**WHAT THE TASK REQUIRES**: Please repeat, from the entries that follow, the lines from the one containing "assert_eq!(order.len(), 2);" through the one containing "loading/validation, sample graph" exactly, adding nothing.

Stored data entries
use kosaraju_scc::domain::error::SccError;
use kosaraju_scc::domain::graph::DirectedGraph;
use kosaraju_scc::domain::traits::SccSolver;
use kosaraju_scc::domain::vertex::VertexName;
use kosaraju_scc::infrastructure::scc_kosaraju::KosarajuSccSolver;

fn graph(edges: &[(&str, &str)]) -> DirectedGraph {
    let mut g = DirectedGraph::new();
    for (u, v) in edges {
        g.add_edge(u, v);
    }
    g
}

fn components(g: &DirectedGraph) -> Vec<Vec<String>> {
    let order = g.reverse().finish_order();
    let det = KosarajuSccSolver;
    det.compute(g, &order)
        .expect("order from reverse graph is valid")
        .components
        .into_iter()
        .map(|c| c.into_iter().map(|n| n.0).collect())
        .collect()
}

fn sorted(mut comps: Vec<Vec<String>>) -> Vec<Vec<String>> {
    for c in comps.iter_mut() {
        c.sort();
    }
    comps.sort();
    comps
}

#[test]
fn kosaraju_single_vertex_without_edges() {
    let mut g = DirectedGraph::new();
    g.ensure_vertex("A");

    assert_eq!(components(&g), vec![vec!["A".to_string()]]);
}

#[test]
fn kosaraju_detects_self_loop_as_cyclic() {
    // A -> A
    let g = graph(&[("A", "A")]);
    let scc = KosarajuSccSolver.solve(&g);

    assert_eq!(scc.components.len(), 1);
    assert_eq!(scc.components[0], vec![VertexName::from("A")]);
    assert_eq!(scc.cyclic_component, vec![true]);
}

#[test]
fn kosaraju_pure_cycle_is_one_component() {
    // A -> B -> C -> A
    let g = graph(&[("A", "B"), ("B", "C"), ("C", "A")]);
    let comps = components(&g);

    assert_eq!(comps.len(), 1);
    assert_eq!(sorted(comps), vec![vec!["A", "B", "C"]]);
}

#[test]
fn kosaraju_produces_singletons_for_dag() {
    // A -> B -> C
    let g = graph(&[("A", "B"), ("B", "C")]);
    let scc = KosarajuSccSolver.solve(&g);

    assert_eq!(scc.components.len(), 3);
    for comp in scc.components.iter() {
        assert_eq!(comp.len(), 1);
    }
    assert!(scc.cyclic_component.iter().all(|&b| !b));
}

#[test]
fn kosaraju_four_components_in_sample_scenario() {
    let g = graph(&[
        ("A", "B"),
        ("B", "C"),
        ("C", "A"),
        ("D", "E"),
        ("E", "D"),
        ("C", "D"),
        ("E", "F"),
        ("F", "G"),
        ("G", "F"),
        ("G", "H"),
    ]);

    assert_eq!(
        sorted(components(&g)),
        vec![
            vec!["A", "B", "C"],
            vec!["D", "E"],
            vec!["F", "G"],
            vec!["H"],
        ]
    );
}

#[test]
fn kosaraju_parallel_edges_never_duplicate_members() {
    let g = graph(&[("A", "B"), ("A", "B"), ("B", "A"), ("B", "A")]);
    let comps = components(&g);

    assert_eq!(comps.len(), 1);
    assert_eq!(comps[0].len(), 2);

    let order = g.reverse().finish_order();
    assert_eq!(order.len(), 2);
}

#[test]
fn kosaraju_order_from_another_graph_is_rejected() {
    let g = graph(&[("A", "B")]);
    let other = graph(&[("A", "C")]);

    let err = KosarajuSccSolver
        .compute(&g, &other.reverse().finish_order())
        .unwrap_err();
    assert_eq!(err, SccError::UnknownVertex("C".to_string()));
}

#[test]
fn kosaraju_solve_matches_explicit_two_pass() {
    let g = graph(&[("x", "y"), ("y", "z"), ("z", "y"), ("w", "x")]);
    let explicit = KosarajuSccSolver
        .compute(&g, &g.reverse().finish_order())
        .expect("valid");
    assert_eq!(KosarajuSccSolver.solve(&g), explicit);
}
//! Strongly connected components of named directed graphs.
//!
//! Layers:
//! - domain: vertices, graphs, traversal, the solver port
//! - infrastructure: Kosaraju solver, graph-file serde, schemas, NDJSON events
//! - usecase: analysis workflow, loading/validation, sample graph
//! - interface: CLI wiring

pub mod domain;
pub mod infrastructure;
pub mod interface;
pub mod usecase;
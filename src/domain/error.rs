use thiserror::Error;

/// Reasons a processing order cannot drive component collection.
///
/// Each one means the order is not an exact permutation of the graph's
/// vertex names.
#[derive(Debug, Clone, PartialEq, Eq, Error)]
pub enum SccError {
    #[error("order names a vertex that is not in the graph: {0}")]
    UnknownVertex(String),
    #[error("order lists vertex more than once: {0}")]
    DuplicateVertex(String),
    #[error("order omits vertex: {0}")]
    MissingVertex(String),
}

--

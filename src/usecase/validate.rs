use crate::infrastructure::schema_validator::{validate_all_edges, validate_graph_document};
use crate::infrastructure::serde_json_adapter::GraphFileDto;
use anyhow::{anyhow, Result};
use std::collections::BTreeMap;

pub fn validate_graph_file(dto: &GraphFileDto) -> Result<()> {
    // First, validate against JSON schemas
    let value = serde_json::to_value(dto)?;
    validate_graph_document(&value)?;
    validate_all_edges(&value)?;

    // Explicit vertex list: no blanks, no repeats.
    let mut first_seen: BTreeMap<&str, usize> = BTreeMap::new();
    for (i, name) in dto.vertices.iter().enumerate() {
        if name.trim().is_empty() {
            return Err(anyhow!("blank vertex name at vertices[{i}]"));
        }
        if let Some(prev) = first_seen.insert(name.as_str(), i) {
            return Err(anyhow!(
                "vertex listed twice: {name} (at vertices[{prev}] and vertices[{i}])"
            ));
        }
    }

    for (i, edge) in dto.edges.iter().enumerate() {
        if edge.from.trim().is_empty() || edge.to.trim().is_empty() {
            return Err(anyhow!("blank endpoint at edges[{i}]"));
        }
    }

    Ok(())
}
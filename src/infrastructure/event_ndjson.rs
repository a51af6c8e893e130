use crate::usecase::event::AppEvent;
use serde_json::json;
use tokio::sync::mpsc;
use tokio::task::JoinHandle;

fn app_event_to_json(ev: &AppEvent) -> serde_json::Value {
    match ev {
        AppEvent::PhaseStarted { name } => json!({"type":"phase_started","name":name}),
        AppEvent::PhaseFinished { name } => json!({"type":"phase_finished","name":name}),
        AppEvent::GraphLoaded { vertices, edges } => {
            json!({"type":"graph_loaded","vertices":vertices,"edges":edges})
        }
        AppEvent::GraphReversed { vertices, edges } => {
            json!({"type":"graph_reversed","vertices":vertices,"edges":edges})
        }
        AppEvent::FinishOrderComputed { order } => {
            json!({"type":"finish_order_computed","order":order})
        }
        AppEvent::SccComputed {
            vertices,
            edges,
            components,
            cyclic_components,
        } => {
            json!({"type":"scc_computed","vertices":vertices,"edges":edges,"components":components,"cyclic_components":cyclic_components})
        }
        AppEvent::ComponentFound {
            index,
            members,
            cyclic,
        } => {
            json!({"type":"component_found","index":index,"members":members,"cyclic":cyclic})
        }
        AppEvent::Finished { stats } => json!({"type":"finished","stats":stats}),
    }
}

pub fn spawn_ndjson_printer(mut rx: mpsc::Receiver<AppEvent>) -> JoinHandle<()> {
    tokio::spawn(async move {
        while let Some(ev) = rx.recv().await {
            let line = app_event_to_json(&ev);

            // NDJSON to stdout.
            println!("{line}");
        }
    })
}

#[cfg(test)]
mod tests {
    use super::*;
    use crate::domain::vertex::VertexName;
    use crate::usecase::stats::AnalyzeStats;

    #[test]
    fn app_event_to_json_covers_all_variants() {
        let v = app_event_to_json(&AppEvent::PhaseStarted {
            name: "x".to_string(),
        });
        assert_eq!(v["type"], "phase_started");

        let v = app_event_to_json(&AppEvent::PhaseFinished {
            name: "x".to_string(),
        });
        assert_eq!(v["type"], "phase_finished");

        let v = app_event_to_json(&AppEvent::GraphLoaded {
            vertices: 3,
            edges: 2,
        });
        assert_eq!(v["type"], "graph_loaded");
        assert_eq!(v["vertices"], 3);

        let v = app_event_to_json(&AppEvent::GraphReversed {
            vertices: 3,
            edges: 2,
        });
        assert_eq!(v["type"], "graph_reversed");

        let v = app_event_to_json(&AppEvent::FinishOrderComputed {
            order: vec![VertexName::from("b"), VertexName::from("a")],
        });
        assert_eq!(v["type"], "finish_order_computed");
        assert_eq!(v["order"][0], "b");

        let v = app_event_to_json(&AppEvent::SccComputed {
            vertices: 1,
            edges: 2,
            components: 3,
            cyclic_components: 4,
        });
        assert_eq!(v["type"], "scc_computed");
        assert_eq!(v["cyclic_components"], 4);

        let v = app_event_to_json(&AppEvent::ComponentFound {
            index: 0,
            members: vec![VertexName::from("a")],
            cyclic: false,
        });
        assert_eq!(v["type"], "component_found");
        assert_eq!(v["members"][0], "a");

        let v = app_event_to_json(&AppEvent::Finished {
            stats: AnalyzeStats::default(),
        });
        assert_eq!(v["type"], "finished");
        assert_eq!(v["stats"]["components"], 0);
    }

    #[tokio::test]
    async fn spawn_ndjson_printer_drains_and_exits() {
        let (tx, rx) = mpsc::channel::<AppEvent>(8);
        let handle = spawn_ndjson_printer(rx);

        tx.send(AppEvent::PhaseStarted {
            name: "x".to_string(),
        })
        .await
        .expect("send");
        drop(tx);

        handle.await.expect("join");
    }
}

...

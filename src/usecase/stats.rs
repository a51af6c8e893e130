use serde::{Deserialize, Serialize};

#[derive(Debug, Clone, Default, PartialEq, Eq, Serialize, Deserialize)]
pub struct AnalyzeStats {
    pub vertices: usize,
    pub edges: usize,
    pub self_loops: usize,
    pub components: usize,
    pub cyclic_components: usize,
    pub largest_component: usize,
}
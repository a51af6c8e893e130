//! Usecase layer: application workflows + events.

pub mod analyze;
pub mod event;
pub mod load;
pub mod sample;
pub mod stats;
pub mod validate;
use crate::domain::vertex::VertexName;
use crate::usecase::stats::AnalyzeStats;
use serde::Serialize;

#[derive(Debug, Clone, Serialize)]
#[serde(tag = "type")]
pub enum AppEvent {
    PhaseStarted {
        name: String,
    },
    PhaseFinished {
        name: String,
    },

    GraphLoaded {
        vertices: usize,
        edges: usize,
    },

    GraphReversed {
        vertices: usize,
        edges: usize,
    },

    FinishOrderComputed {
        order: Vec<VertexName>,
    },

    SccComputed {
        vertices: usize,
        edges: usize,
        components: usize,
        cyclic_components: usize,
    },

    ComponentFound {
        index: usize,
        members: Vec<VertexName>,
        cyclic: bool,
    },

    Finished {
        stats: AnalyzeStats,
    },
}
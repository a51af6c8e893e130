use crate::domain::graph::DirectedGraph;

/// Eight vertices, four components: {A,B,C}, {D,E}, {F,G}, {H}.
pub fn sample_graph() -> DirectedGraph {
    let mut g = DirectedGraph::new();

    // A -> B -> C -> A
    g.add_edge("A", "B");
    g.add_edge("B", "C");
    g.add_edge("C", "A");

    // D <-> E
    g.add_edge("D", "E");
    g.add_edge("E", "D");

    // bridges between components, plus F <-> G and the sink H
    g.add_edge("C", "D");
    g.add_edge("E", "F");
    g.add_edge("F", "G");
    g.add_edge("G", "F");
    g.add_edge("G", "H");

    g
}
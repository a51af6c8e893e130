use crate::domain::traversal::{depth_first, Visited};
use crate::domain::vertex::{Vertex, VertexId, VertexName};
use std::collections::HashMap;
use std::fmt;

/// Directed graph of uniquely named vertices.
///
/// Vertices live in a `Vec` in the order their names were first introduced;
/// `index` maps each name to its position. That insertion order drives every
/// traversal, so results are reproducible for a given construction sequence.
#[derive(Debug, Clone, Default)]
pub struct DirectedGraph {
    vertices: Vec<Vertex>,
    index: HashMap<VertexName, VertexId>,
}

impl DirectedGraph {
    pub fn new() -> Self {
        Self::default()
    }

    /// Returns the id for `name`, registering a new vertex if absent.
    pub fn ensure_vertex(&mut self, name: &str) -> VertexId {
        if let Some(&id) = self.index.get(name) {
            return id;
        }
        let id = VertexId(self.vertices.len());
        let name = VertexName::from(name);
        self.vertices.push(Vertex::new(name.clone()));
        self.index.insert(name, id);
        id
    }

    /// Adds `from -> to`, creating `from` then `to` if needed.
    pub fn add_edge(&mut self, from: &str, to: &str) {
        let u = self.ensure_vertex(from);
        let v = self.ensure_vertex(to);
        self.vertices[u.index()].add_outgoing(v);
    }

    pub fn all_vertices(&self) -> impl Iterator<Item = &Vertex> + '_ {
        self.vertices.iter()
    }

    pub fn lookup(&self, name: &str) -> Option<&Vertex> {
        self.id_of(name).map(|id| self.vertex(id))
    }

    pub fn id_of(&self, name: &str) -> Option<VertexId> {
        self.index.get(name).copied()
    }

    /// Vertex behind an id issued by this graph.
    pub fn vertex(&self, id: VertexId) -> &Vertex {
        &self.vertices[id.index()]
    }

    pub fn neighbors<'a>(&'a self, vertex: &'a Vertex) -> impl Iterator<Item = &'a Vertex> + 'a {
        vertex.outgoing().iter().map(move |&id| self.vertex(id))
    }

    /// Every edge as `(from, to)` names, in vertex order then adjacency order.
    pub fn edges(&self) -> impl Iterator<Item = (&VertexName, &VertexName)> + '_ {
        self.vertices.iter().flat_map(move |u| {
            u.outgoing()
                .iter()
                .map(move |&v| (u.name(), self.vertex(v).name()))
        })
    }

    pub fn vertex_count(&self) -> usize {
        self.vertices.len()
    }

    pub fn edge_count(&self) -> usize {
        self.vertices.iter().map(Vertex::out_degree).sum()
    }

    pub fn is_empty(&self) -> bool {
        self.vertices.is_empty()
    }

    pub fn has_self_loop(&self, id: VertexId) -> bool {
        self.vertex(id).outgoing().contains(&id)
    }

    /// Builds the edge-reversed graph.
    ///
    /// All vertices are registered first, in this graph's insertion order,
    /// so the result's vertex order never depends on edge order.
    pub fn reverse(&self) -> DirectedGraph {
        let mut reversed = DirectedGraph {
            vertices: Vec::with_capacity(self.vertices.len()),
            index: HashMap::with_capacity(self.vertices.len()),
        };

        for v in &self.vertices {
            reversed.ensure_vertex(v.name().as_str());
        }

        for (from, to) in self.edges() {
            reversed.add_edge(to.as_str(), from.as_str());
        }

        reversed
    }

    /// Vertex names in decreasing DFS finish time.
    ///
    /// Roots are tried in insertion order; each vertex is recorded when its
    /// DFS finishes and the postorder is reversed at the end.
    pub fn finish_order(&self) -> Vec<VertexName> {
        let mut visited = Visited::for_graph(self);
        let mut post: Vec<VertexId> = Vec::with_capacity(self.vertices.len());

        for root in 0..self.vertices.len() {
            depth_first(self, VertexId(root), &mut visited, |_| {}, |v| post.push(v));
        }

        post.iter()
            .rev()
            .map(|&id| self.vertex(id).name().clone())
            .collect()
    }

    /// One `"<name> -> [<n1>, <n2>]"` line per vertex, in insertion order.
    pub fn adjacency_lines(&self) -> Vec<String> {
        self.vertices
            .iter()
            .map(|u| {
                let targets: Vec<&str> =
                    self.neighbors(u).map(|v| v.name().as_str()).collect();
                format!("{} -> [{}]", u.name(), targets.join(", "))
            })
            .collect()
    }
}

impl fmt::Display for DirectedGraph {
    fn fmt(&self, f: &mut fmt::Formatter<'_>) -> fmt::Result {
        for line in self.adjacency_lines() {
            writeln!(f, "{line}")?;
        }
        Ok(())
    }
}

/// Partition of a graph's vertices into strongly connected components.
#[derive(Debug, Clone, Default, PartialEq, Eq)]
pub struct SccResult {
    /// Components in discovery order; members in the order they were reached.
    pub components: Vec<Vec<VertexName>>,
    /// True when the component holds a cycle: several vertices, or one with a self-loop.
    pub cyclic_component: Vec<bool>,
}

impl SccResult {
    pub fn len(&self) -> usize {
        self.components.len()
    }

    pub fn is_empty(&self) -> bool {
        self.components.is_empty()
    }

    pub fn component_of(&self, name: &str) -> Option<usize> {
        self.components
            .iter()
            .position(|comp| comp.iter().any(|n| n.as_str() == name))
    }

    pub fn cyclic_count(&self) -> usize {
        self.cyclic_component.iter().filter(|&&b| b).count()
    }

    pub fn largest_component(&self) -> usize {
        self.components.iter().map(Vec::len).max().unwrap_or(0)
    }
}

**RESULT BELOW**:
    assert_eq!(order.len(), 2);
}

#[test]
fn kosaraju_order_from_another_graph_is_rejected() {
    let g = graph(&[("A", "B")]);
    let other = graph(&[("A", "C")]);

    let err = KosarajuSccSolver
        .compute(&g, &other.reverse().finish_order())
        .unwrap_err();
    assert_eq!(err, SccError::UnknownVertex("C".to_string()));
}

#[test]
fn kosaraju_solve_matches_explicit_two_pass() {
    let g = graph(&[("x", "y"), ("y", "z"), ("z", "y"), ("w", "x")]);
    let explicit = KosarajuSccSolver
        .compute(&g, &g.reverse().finish_order())
        .expect("valid");
    assert_eq!(KosarajuSccSolver.solve(&g), explicit);
}
//! Strongly connected components of named directed graphs.
//!
//! Layers:
//! - domain: vertices, graphs, traversal, the solver port
//! - infrastructure: Kosaraju solver, graph-file serde, schemas, NDJSON events
//! - usecase: analysis workflow, loading/validation, sample graph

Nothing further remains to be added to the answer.